Pancreatic Pseudocyst in the Spleen
Fluid associated with acute pancreatitis may dissect along the splenic vessels to the splenic hilum and subcapsular locations in the spleen.
  • Subcapsular fluid collection is found in association with pancreatitis (Fig. 2.94) [92].
True Splenic Cyst
True splenic cysts are congenital lesions that are lined by epithelium. These are often discovered in utero or in early childhood.
  • The well-defined anechoic mass has smooth thin walls (Fig. 2.95).
  • The cyst may have fine septations or low levels of internal echoes caused by floating cholesterol crystals.
Figure 2.95 Congenital Spleen Cyst. A well-defined cyst in the spleen (S) of a young child contains anechoic fluid and has thin walls. Reproduced with permission from Brant WE, Jain KA. Current imaging of the spleen. Radiologist 1996;3:185-192.
Figure 2.96 Pyogenic Splenic Abscess. A large portion of the spleen is replaced by a fluid collection (F) that contains numerous gas bubbles that are seen as floating echodensities (arrow). US-guided aspiration confirmed pyogenic abscess. Reproduced with permission from Brant WE, Jain KA. Current imaging of the spleen. Radiologist 1996;3:185-192.

Pyogenic Splenic Abscess
Pyogenic splenic abscesses are caused by hematogenous infection (75%), penetrating trauma (15%), or as a complication of splenic infarction (10%) [112]. Fever, chills, and pain may be pronounced, or the patient may be relatively asymptomatic.
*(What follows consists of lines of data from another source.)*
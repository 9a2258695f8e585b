//! Webhook delivery subsystem.
//!
//! Deliveries are created by the processor and queued by id. Dispatcher
//! workers make signed attempts; the retry scheduler re-enqueues failed
//! deliveries when their backoff has elapsed.

mod dispatcher;
mod error;
mod payload;
mod queue;
mod scheduler;
mod signing;

pub use dispatcher::{
	build_headers, record_failure, record_success, truncate, DispatcherSettings,
	WebhookDispatcher, DELIVERY_ID_HEADER, MAX_STORED_TEXT_LEN, SIGNATURE_HEADER,
	TIMESTAMP_HEADER,
};
pub use error::DeliveryError;
pub use payload::{TokenTransferPayload, WebhookPayload, TRANSACTION_EVENT};
pub use queue::{DeliveryQueue, SqliteDeliveryQueue};
pub use scheduler::RetryScheduler;
pub use signing::{sign_payload, verify_signature};
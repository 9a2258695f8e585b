//! Core blockchain client interface.
//!
//! One client exists per watched network. The watcher only depends on this
//! trait so tests can drive it with scripted header streams.

use async_trait::async_trait;
use futures::stream::BoxStream;

use crate::{
	models::{BlockFetch, BlockHeader, Network},
	services::blockchain::BlockChainError,
};

/// New-head notifications in arrival order.
///
/// An `Err` item or the end of the stream means the subscription is gone and
/// must be re-established.
pub type HeaderStream = BoxStream<'static, Result<BlockHeader, BlockChainError>>;

/// Defines the interface the watcher needs from a node connection
#[async_trait]
pub trait BlockChainClient: Send + Sync {
	/// Network this client is connected to
	fn network(&self) -> &Network;

	/// Retrieves the latest block number from the blockchain
	async fn get_latest_block_number(&self) -> Result<u64, BlockChainError>;

	/// Opens a new-head subscription
	async fn subscribe_headers(&self) -> Result<HeaderStream, BlockChainError>;

	/// Fetches a block with its transactions and their receipts.
	///
	/// Blocks whose transactions cannot be decoded are returned as
	/// [`BlockFetch::Unsupported`] rather than as an error.
	async fn get_block_with_receipts(&self, number: u64) -> Result<BlockFetch, BlockChainError>;

	/// Releases the connection. Further calls fail with a connection error.
	async fn close(&self);
}
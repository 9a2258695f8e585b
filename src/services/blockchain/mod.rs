//! Blockchain client interfaces and implementations.
//!
//! Provides the node-facing side of the watcher:
//!
//! - Generic blockchain client trait
//! - The EVM client built on alloy providers
//! - A factory so the orchestrator can be driven by test doubles
//! - Error handling for blockchain operations

mod client;
mod clients;
mod error;
mod factory;

pub use client::{BlockChainClient, HeaderStream};
pub use clients::{find_unsupported_transaction, EvmClient};
pub use error::BlockChainError;
pub use factory::{ClientFactory, EvmClientFactory};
  • Single or multiple, poorly defined hypoechoic or anechoic masses in a septic patient suggest splenic abscess.
  • Gas within the abscess produces focal echodensities with shadowing and ring-down artifact (Fig. 2.96).
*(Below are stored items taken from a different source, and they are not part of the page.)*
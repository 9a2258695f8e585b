//! Block watching service and related components.
//!
//! Turns each network's new-head subscription into a stream of confirmed
//! blocks for the processor.

mod error;
mod pending;
mod service;
mod watcher;

pub use error::BlockWatcherError;
pub use pending::PendingHeaders;
pub use service::BlockWatcherService;
pub use watcher::{NetworkWatcher, WatcherSettings, WatcherState};
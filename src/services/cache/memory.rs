use async_trait::async_trait;
use std::{
	collections::HashMap,
	sync::Arc,
	time::{Duration, Instant},
};
use tokio::sync::RwLock;
use tracing::warn;

use super::{processed_block_key, watched_addresses_key, CacheTrait};
use crate::models::WatchedAddress;

/// Writes between two sweeps of expired entries
const SWEEP_EVERY: u64 = 256;

struct Entry {
	value: String,
	expires_at: Instant,
}

#[derive(Default)]
struct Store {
	entries: HashMap<String, Entry>,
	writes: u64,
}

impl Store {
	fn sweep(&mut self, now: Instant) {
		self.entries.retain(|_, entry| entry.expires_at > now);
	}
}

/// Process-local key/value cache with per-entry expiry.
///
/// Values are stored serialized so entries behave like those of an external
/// key/value store. Expired entries are removed lazily on access and swept
/// once every [`SWEEP_EVERY`] writes, so keys that are never read again do
/// not pile up.
#[derive(Clone, Default)]
pub struct InMemoryCache {
	store: Arc<RwLock<Store>>,
}

impl InMemoryCache {
	pub fn new() -> Self {
		Self::default()
	}

	async fn get(&self, key: &str) -> Option<String> {
		let now = Instant::now();
		{
			let store = self.store.read().await;
			match store.entries.get(key) {
				Some(entry) if entry.expires_at > now => return Some(entry.value.clone()),
				Some(_) => {}
				None => return None,
			}
		}
		let mut store = self.store.write().await;
		if store.entries.get(key).is_some_and(|entry| entry.expires_at <= now) {
			store.entries.remove(key);
		}
		None
	}

	async fn set(&self, key: String, value: String, ttl: Duration) {
		let now = Instant::now();
		let mut store = self.store.write().await;
		store.writes = store.writes.wrapping_add(1);
		if store.writes % SWEEP_EVERY == 0 {
			store.sweep(now);
		}
		store.entries.insert(
			key,
			Entry {
				value,
				expires_at: now + ttl,
			},
		);
	}

	/// Number of live entries
	pub async fn len(&self) -> usize {
		let now = Instant::now();
		self.store
			.read()
			.await
			.entries
			.values()
			.filter(|entry| entry.expires_at > now)
			.count()
	}

	pub async fn is_empty(&self) -> bool {
		self.len().await == 0
	}
}

#[async_trait]
impl CacheTrait for InMemoryCache {
	async fn get_watched_addresses(&self, chain_id: u64) -> Option<Vec<WatchedAddress>> {
		let raw = self.get(&watched_addresses_key(chain_id)).await?;
		match serde_json::from_str(&raw) {
			Ok(addresses) => Some(addresses),
			Err(e) => {
				warn!(chain_id, error = %e, "Discarding unreadable watched address cache entry");
				None
			}
		}
	}

	async fn set_watched_addresses(
		&self,
		chain_id: u64,
		addresses: &[WatchedAddress],
		ttl: Duration,
	) {
		match serde_json::to_string(addresses) {
			Ok(raw) => self.set(watched_addresses_key(chain_id), raw, ttl).await,
			Err(e) => warn!(chain_id, error = %e, "Failed to cache watched addresses"),
		}
	}

	async fn invalidate_watched_addresses(&self, chain_id: u64) {
		self.store
			.write()
			.await
			.entries
			.remove(&watched_addresses_key(chain_id));
	}

	async fn is_block_processed(&self, network: &str, block_number: u64) -> bool {
		self.get(&processed_block_key(network, block_number))
			.await
			.is_some()
	}

	async fn mark_block_processed(&self, network: &str, block_number: u64, ttl: Duration) {
		self.set(
			processed_block_key(network, block_number),
			"1".to_string(),
			ttl,
		)
		.await;
	}
}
  • Debris within the abscess layers and moves with changes in patient position.
  • Aspiration and catheter drainage may be guided by US.
Splenic Microabscesses
Microabscesses occur in the setting of an immunocompromised patient with an opportunistic infection [113]. Common causative organisms include Mycobacterium tuberculosis and M. avium-intracellulare, Pneumocystis carinii, candidiasis, and other fungal infections. Kaposi’s sarcoma may produce similar lesions. Tiny lesions are best visualized with higher-frequency transducers (5 MHz).
  • Multiple echolucencies 1-10 mm in size (Fig. 2.97).
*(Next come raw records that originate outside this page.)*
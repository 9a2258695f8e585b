use crate::properties::strategies::{arbitrary_log_strategy, transfer_log_strategy};

use alloy::primitives::U256;
use evm_tx_watcher::services::{
	delivery::TokenTransferPayload,
	processor::{decode_transfer, extract_token_transfers, format_address, TRANSFER_EVENT_SIGNATURE},
};
use proptest::{prelude::*, test_runner::Config};
use uuid::Uuid;

proptest! {
	#![proptest_config(Config {
		failure_persistence: None,
		..Config::default()
	})]

	#[test]
	fn test_decodes_every_well_formed_transfer(
		(log, from, to, value) in transfer_log_strategy(),
	) {
		prop_assert_eq!(decode_transfer(&log), Some((from, to, value)));
	}

	// Only logs with exactly three topics, the Transfer signature first and a
	// 32-byte data field are transfers.
	#[test]
	fn test_decode_accepts_only_transfer_shape(log in arbitrary_log_strategy()) {
		let is_transfer = log.topics.len() == 3
			&& log.topics[0] == TRANSFER_EVENT_SIGNATURE
			&& log.data.len() == 32;
		prop_assert_eq!(decode_transfer(&log).is_some(), is_transfer);
	}

	#[test]
	fn test_extraction_keeps_log_order_and_parties(
		logs in prop::collection::vec(arbitrary_log_strategy(), 0..10),
		transfers in prop::collection::vec(transfer_log_strategy(), 0..5),
	) {
		let mut all = logs;
		all.extend(transfers.into_iter().map(|(log, ..)| log));
		let transaction_id = Uuid::new_v4();

		let extracted = extract_token_transfers(&all, transaction_id);
		let expected: Vec<_> = all.iter().filter(|log| decode_transfer(log).is_some()).collect();
		prop_assert_eq!(extracted.len(), expected.len());

		for (transfer, log) in extracted.iter().zip(expected) {
			let (from, to, value) = decode_transfer(log).unwrap();
			prop_assert_eq!(transfer.transaction_id, transaction_id);
			prop_assert_eq!(transfer.log_index, log.log_index);
			prop_assert_eq!(&transfer.token_address, &format_address(&log.address));
			prop_assert_eq!(&transfer.from_address, &format_address(&from));
			prop_assert_eq!(&transfer.to_address, &format_address(&to));
			prop_assert_eq!(transfer.value, value);
		}
	}

	// Token amounts leave the process as decimal strings and must parse back
	// exactly, up to 2^256 - 1.
	#[test]
	fn test_transfer_value_survives_payload_encoding(
		(log, ..) in transfer_log_strategy(),
	) {
		let transfer = extract_token_transfers(&[log], Uuid::new_v4()).remove(0);
		let payload = TokenTransferPayload::from(&transfer);
		let json = serde_json::to_value(&payload).unwrap();
		let decoded = U256::from_str_radix(json["value"].as_str().unwrap(), 10).unwrap();
		prop_assert_eq!(decoded, transfer.value);
	}
}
  • Multiple echodensities 1-10 mm in size.
  • Both the liver and spleen are commonly affected.
Hydatid Disease of the Spleen
Involvement of the spleen is seen in only 2% of human infestations with Echinococcus [114].
  • Cystic lesions are solitary and anechoic in most cases.
  • Intracystic daughter cysts are highly characteristic when present. They have a cyst within a cyst appearance (Fig. 2.46).
  • Layering debris within the cyst is hydatid sand, a mixture of parasite fragments and debris.
  • P.90

  • Some lesions appear more solid with infolded membranes and hydatid sand filling the fluid spaces.
  • The wall of the lesion calcifies in chronic cases.
Figure 2.97 Splenic Microabscesses. Numerous small echolucencies throughout the splenic parenchyma (S) were caused by Mycobacterium tuberculosis in a patient with AIDS.
As the major organ of the lymphatic system the spleen is commonly affected by lymphoma and leukemia [115]. Patterns of disease involvement include infiltrative without discrete masses, miliary with numerous tiny lesions (<2 cm), and massive with extensive replacement of spleen parenchyma [112].
  • Splenic enlargement is a frequent finding when the spleen is diffusely infiltrated. A normal-sized spleen does not, however, exclude involvement.
  • Focal lesions are hypoechoic. Lesions may be multiple and small, or large and confluent replacing most of the parenchyma. Most lesions are strikingly homogeneous.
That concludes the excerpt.